State how many lines of the entries below hold the word "that"; reply with nothing but the number.
====== Extracted data
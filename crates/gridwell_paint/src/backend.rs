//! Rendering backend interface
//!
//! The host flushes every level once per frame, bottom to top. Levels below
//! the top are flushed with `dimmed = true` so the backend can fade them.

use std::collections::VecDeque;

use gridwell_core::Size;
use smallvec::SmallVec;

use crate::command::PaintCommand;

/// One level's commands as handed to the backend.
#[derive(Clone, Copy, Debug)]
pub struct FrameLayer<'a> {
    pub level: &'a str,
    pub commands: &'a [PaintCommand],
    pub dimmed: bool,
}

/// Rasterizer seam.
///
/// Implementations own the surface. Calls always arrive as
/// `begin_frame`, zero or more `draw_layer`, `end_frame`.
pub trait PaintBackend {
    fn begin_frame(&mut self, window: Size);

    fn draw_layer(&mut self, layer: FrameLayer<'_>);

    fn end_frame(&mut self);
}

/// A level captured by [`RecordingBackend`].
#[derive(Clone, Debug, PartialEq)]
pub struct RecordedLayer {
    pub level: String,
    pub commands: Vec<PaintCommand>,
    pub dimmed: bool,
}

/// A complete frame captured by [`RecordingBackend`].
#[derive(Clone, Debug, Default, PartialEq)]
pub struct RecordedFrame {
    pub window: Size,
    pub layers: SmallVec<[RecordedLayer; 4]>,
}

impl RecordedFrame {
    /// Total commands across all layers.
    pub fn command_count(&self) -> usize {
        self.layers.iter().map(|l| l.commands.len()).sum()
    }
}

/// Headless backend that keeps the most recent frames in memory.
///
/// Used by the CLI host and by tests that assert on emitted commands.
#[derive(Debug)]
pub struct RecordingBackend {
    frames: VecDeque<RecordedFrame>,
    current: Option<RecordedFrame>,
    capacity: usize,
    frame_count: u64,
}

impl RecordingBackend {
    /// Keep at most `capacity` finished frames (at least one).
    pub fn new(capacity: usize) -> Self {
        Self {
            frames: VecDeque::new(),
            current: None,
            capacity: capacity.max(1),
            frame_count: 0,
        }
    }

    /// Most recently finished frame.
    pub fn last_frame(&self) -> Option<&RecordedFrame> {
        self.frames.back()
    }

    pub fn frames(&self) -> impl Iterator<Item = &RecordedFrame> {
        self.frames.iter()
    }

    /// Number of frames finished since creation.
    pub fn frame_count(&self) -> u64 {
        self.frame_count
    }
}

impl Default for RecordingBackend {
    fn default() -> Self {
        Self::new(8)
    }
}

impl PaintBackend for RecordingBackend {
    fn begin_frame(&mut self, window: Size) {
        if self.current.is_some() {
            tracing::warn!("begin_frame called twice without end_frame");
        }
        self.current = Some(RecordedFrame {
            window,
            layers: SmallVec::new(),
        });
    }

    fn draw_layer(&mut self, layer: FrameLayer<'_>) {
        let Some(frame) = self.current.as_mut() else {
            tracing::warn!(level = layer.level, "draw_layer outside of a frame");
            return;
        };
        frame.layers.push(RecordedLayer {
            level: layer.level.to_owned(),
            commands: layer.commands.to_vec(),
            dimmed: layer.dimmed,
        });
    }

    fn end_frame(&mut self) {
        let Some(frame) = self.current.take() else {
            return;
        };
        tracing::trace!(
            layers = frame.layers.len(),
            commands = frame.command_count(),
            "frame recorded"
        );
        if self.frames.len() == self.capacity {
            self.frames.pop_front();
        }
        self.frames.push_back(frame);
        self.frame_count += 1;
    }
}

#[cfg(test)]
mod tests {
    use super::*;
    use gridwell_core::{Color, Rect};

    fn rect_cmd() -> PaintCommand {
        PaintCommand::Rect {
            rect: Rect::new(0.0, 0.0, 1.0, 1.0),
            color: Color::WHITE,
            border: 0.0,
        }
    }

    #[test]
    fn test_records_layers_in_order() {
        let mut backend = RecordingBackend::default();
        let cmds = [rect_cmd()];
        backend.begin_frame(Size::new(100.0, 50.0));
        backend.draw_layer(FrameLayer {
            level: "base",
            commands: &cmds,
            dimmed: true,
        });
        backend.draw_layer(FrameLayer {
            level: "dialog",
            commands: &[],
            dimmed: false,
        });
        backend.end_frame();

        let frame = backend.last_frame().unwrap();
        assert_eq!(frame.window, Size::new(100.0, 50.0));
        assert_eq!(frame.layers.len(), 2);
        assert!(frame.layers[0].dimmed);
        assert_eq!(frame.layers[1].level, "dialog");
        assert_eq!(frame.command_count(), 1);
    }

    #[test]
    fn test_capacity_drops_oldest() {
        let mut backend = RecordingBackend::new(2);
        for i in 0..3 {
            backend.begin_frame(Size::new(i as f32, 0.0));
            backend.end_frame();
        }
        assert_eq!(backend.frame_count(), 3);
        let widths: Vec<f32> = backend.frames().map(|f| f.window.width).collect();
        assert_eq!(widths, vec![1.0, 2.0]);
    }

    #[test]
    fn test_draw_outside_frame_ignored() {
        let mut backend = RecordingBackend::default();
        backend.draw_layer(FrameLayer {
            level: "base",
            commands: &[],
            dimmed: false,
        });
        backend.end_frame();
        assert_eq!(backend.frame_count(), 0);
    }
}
============
## [Answer section]
2